Top of Input material

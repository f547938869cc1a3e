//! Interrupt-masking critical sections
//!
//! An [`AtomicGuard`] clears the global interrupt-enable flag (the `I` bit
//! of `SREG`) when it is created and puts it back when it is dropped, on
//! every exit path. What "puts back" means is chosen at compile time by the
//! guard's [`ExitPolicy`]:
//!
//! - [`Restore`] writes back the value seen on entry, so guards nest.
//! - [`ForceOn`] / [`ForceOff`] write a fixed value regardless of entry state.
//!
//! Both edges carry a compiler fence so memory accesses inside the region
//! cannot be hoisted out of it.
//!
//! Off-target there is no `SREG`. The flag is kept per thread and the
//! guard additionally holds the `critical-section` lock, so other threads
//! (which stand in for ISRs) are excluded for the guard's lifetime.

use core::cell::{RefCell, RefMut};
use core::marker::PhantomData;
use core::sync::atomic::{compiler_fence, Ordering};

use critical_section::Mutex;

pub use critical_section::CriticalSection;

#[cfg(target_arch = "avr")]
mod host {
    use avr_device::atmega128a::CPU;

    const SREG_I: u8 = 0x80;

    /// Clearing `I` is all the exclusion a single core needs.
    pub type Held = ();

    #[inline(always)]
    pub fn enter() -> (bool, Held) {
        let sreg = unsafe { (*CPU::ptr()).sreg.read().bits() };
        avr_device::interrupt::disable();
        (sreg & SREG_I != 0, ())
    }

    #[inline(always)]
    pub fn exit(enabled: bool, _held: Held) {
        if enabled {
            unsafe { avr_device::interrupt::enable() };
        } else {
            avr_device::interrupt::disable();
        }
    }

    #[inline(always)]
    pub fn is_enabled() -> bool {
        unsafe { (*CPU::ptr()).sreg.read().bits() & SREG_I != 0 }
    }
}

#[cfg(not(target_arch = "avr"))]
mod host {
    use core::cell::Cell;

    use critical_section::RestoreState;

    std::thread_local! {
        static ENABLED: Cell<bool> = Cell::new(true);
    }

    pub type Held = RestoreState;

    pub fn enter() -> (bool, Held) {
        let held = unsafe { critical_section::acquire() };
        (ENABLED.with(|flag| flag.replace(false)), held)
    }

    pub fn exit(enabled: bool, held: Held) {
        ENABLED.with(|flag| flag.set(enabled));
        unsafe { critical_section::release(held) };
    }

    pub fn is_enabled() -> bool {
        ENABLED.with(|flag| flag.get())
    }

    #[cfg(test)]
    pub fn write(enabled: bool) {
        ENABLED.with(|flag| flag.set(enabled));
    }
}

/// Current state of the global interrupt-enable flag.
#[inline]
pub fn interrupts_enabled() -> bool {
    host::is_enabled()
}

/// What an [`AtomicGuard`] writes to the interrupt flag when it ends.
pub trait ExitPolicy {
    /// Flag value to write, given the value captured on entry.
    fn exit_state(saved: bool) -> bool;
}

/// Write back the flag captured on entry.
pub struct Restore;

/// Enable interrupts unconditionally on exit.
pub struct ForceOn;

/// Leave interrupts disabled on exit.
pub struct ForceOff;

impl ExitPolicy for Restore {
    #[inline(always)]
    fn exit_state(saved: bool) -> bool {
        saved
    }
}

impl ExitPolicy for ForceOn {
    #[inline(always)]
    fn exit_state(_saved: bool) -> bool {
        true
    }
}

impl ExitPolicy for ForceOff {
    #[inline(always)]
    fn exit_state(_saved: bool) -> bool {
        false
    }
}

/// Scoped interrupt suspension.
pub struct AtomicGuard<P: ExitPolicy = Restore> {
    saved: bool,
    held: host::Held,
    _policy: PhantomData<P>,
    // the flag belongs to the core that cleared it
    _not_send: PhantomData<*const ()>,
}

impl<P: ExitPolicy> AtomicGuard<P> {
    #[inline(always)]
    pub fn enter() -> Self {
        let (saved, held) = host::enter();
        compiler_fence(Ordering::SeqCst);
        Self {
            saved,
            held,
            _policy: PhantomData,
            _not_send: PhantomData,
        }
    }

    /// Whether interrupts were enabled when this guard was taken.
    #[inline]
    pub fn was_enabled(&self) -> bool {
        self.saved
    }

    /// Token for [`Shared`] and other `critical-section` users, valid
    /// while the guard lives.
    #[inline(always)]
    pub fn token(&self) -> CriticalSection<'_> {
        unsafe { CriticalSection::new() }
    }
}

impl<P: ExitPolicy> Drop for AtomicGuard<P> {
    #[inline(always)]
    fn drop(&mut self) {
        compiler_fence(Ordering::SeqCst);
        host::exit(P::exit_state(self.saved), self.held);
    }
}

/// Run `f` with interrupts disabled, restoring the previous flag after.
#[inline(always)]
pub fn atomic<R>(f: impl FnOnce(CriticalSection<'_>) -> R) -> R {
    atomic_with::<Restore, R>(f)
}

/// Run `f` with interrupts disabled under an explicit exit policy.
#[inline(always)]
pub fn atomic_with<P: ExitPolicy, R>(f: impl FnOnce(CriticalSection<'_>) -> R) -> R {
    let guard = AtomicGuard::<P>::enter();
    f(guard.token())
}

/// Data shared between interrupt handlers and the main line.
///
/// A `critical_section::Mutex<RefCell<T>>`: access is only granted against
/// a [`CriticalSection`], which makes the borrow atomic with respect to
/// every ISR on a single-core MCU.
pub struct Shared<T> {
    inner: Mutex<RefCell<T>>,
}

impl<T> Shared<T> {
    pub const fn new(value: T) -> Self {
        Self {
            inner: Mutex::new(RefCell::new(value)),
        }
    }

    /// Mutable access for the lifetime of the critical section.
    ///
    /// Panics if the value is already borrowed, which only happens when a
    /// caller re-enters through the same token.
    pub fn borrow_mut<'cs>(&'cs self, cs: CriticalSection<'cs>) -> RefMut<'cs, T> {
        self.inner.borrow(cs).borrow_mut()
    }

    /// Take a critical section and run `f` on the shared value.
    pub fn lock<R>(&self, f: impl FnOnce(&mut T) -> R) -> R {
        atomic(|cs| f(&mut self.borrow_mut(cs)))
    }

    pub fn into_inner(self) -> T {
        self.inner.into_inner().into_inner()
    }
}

Bottom of Input material

• _Instructions to follow_:
For every line above with the word "single" in it, make a copy.

• _Written response_:
    /// Clearing `I` is all the exclusion a single core needs.
/// every ISR on a single-core MCU.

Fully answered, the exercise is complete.